**EXERCISE**
Repeat only the lines below from the one containing "pub struct TrackPage" through the one containing "async fn lookup_catalog(&self, account_id: i64, name: &str)", inclusive, exactly as written.

**SUPPLIED INFORMATION**
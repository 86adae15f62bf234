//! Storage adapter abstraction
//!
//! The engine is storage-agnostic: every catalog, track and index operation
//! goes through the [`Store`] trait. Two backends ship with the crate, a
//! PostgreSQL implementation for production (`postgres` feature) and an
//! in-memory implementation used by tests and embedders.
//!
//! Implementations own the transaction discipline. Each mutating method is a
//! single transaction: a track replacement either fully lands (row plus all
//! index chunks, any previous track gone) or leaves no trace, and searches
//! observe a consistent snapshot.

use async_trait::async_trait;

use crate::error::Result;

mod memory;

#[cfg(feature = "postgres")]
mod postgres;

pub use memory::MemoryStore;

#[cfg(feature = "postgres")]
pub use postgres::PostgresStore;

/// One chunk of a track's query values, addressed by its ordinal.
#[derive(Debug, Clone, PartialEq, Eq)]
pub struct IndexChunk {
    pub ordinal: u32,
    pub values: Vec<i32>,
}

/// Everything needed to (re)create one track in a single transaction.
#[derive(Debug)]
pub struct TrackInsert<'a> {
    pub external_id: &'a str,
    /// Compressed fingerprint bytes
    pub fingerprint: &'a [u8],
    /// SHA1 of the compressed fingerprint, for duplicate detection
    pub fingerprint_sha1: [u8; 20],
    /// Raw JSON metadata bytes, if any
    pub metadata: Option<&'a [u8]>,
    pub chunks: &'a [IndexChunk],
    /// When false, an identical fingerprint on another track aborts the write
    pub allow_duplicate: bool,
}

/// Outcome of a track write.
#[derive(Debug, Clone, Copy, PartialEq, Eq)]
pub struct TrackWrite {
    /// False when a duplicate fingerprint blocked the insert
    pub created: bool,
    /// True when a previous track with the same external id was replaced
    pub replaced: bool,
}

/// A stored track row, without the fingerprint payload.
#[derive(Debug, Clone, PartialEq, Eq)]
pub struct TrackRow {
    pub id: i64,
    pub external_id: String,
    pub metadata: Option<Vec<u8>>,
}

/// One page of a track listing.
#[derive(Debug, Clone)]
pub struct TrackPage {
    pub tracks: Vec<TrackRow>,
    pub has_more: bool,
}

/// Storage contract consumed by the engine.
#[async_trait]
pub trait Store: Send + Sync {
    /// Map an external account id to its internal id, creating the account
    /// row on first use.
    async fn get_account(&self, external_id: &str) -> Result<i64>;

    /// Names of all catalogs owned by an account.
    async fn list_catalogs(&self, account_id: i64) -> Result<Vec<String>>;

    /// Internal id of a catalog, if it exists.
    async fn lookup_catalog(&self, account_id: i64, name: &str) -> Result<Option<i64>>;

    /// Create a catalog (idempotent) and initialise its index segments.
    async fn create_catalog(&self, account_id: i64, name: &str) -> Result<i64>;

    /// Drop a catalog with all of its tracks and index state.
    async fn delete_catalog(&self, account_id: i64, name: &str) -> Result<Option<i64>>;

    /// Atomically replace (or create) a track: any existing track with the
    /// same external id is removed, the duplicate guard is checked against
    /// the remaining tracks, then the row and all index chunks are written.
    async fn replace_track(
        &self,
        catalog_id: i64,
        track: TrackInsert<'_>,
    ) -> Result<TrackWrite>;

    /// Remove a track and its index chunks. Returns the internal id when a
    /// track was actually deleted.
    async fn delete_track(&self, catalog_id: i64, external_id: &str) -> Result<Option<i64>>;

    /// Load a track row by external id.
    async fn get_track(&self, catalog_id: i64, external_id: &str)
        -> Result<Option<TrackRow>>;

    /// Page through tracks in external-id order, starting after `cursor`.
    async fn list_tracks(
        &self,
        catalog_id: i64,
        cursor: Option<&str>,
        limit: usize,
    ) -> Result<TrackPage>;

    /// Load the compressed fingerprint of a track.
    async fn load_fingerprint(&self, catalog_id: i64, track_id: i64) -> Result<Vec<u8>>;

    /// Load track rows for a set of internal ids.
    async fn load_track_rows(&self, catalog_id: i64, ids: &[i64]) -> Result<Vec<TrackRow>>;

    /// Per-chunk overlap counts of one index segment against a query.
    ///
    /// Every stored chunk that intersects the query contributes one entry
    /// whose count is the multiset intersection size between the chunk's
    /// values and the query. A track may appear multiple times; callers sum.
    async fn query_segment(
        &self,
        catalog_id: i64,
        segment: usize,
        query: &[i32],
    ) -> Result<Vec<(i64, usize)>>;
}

**FINISHED EXERCISE**
pub struct TrackPage {
    pub tracks: Vec<TrackRow>,
    pub has_more: bool,
}

/// Storage contract consumed by the engine.
#[async_trait]
pub trait Store: Send + Sync {
    /// Map an external account id to its internal id, creating the account
    /// row on first use.
    async fn get_account(&self, external_id: &str) -> Result<i64>;

    /// Names of all catalogs owned by an account.
    async fn list_catalogs(&self, account_id: i64) -> Result<Vec<String>>;

    /// Internal id of a catalog, if it exists.
    async fn lookup_catalog(&self, account_id: i64, name: &str) -> Result<Option<i64>>;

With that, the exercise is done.